Il Castello di Drena (TN)
Costruito nel corso del XII secolo, il castello di Drena fu venduto nel 1175 dai primi possessori, la famiglia da Seiano, ai d'Arco che ne fecero un fondamentale strumento di controllo della via di collegamento fra Trento e il Garda. Proprio per la sua posizione strategica fu sino alla fine del Trecento al centro di continue contese.Oggi i ruderi di Drena, recentemente restaurati, dominati dal mastio alto 25 metri, si offrono al visitatore come esemplare modello di fortezza medievale.
Sulla ventosa rupe (m 465) incisa verso mezzogiorno dalla profonda gola del Salagoni, torreggiano i ruderi del castello di Drena. Esso rappresenta u suggestivo motivo decorativo della Valle del Basso Sarca. Una robusta cortina merlata duecentesca chiude i fabbricati in un'ellisse murata. Dalle finestre romaniche della torre (m 25) e dal suo coronamento, spettacolare visione sulla Valle del Basso Sarca, sui suoi laghi e sul deserto petroso delle Marocche e sui monti, fino alle Dolomiti di Brenta Il castello e' l'evoluzione di un castelliere preistorico. Fu della famiglia dei da Sejano che nel 1175 lo vendette ai d'Arco. Nel 1703 fu preso e dato all fiamme dai Francesi del duca di Vendome.
D'allora fu abbandonato. La conferma moderna della frequentazione preistorica, per Castel Drena e' avvenuta nel 1984 durante i lavori di allargamento della strada provinciale: sicure tracce di un abitato dell'Eta' del bronzo sono emerse sul versante nord-ovest del rilievo a sud reso inaccessibili dalla forra del Salagon. A differenza di Castel Toblino, sullo scoglio del lago omonimo, Castel Madruzzo e Castel Drena, che presero nome dai vicini villaggi, si trovano non lungi dalle rispettive sedi pievane: Calavino per il primo, Cavedine per il secondo. La loro funzione appare di controllo stradale. Si tratta di punti fortificati tra i piu' antichi e ragguardevoli del Trentino. Si affermarono verso l'XI secolo, anche se le fonti scritte finora conosciute li documentano in quello successivo. Castel Madruzzo rimase sempre nell'ambito vescovile diretto. Castel Drena segui le sorti della contea di Arco, l'orgogliosa aspirazione dei suoi signori di sottrarsi alla dipendenza vescovile e l'annessione tirolese della contea medesima. Notevoli sono la struttura architettonica dei due castelli e il loro schema urbanistico.

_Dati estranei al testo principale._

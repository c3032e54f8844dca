// Copyright 2025 Umberto Gotti <umberto.gotti@umbertogotti.dev>
// Licensed under the Apache License, Version 2.0
// http://www.apache.org/licenses/LICENSE-2.0

//! Mapping transducer: transforms each element before it reaches the downstream reducer.

use transduce_core::{Reducer, Result, Step, Transducer};

/// Transducer returned by [`mapping`].
#[derive(Debug, Clone, Copy)]
pub struct Mapping<F> {
    f: F,
}

/// Transforms every element with `f` before passing it downstream.
///
/// For `f: A -> B` this is a `Transducer<A, B>`: it turns a reducer of `B`
/// into a reducer of `A`. `f` is called exactly once per element, then the
/// downstream reducer is called with the result. The termination signal of
/// the downstream reducer is passed back unchanged.
///
/// `f` must be `Clone` because each [`apply`](Transducer::apply) gets its own copy.
///
/// # Examples
///
/// ```rust
/// use transduce_core::{transduce, Append};
/// use transduce_ops::mapping;
///
/// let out: Vec<i32> = transduce(vec![1, 2, 3], mapping(|x: i32| x * x), Append, Vec::new()).unwrap();
/// assert_eq!(out, vec![1, 4, 9]);
/// ```
pub fn mapping<A, B, F>(f: F) -> Mapping<F>
where
    F: FnMut(A) -> B + Clone,
{
    Mapping { f }
}

impl<A, B, F> Transducer<A, B> for Mapping<F>
where
    F: FnMut(A) -> B + Clone,
{
    type Output<R> = Mapped<F, R>;

    fn apply<R>(&self, downstream: R) -> Self::Output<R> {
        Mapped {
            f: self.f.clone(),
            downstream,
        }
    }
}

/// Reducer produced by applying a [`Mapping`].
#[derive(Debug, Clone)]
pub struct Mapped<F, R> {
    f: F,
    downstream: R,
}

impl<Acc, A, B, F, R> Reducer<Acc, A> for Mapped<F, R>
where
    F: FnMut(A) -> B,
    R: Reducer<Acc, B>,
{
    fn step(&mut self, acc: Acc, item: A) -> Result<Step<Acc>> {
        let mapped = (self.f)(item);
        self.downstream.step(acc, mapped)
    }
}
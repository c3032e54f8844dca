// Copyright 2025 Umberto Gotti <umberto.gotti@umbertogotti.dev>
// Licensed under the Apache License, Version 2.0
// http://www.apache.org/licenses/LICENSE-2.0

use transduce::prelude::*;
use transduce_test_utils::{
    incr, is_prime, is_twin_prime, square, CallCounter, FIRST_TEN_TWIN_PRIME_SQUARES,
};

#[test]
fn test_first_ten_twin_prime_squares() -> anyhow::Result<()> {
    // Arrange - n * n + 1, keep twin primes, stop after ten
    let xform = mapping(square)
        .then(mapping(incr))
        .then(filtering(is_twin_prime))
        .then(taking(10));

    // Act
    let result: Vec<u64> = transduce(1..=200, &xform, Append, Vec::new())?;

    // Assert
    assert_eq!(result, FIRST_TEN_TWIN_PRIME_SQUARES);
    assert!(result.windows(2).all(|w| w[0] < w[1]));
    for p in &result {
        assert!(is_prime(*p) && is_prime(*p + 2));
        assert!((2..=200).any(|n| n * n + 1 == *p));
    }
    Ok(())
}

#[test]
fn test_twin_prime_search_stops_at_tenth_match() -> anyhow::Result<()> {
    // Arrange
    let visited = CallCounter::new();
    let source = (1..=200).inspect(|_| visited.record());
    let xform = mapping(square)
        .then(mapping(incr))
        .then(filtering(is_twin_prime))
        .then(taking(10));

    // Act
    let result: Vec<u64> = transduce(source, xform, Append, Vec::new())?;

    // Assert - the tenth match is 160 * 160 + 1, so nothing past 160 is visited
    assert_eq!(result.last(), Some(&25_601));
    assert_eq!(visited.count(), 160);
    Ok(())
}

#[test]
fn test_same_pipeline_sums_instead_of_collecting() -> anyhow::Result<()> {
    // Arrange
    let xform = mapping(square)
        .then(mapping(incr))
        .then(filtering(is_twin_prime))
        .then(taking(10));

    // Act
    let total = transduce(1..=200, &xform, Sum, 0)?;
    let count = transduce(1..=200, &xform, Count, 0)?;

    // Assert
    assert_eq!(total, FIRST_TEN_TWIN_PRIME_SQUARES.iter().sum::<u64>());
    assert_eq!(count, 10);
    Ok(())
}

#[test]
fn test_finite_filter_scenario() -> anyhow::Result<()> {
    // Act
    let result: Vec<f64> = transduce(
        vec![1.0, 2.0, 3.0, f64::INFINITY],
        filtering(|x: &f64| x.is_finite()),
        Append,
        Vec::new(),
    )?;

    // Assert
    assert_eq!(result, vec![1.0, 2.0, 3.0]);
    Ok(())
}

#[test]
fn test_negative_take_rejected_at_construction() {
    let err = try_taking::<u64>(-5).unwrap_err();

    assert!(err.is_construction_error());
}

#[tokio::test]
async fn test_stream_source_matches_iterator_source() -> anyhow::Result<()> {
    // Arrange
    let xform = mapping(square)
        .then(mapping(incr))
        .then(filtering(is_twin_prime))
        .then(taking(10));

    // Act
    let from_stream: Vec<u64> = futures::stream::iter(1..=200)
        .transduce(&xform, Append, Vec::new())
        .await?;
    let from_iter: Vec<u64> = transduce(1..=200, &xform, Append, Vec::new())?;

    // Assert
    assert_eq!(from_stream, from_iter);
    Ok(())
}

Accentrato attorno a un'agile torre quadrangolare Castel Drena, articolato in due blocchi distinti, l'uno medievale irto di due torri appaiate, l'altra a palazzata rinascimentale,Castel Madruzzo, la loro forma sul territorio e' pentagonale, in stretta aderenza con l'ambiente rupestre. Castel Drena, alto su una profonda gola, è posto a vedetta e a collegamento - tramite segnalazioni ottiche con i castelli vicini. Il mastio, in pietra bugnata, torreggia sulle due cinte murarie. Caratteristica la sua fattura: pochissime le aperture, costituite principalmente da feritoie e da stertte porte alte dal suolo. Quattro finestre ne segnano la sommità fatta di massicci merli ghibellini raggiungibili attraverso scale lignee e cunicoli e scalini. Anche in questo castello le truppe del generale Vendôme saccheggiarono ed incendiarono la ricca parte residenziale quattrocentesca. Da allora fu abbandonato; i recenti lavori di restauro hanno ridato luce, storia ed emozioni all'antico maniero e all'interno del quale si svolgon rappresentazioni e momenti culturali. Dal mastio si gode uno splendido panorama sulla vallata del Basso Sarca, e sullo sconfinato deserto delle Marocche, un fenomeno glaciale che ha formato un ammasso di macigni di 187 milioni di metri cubi.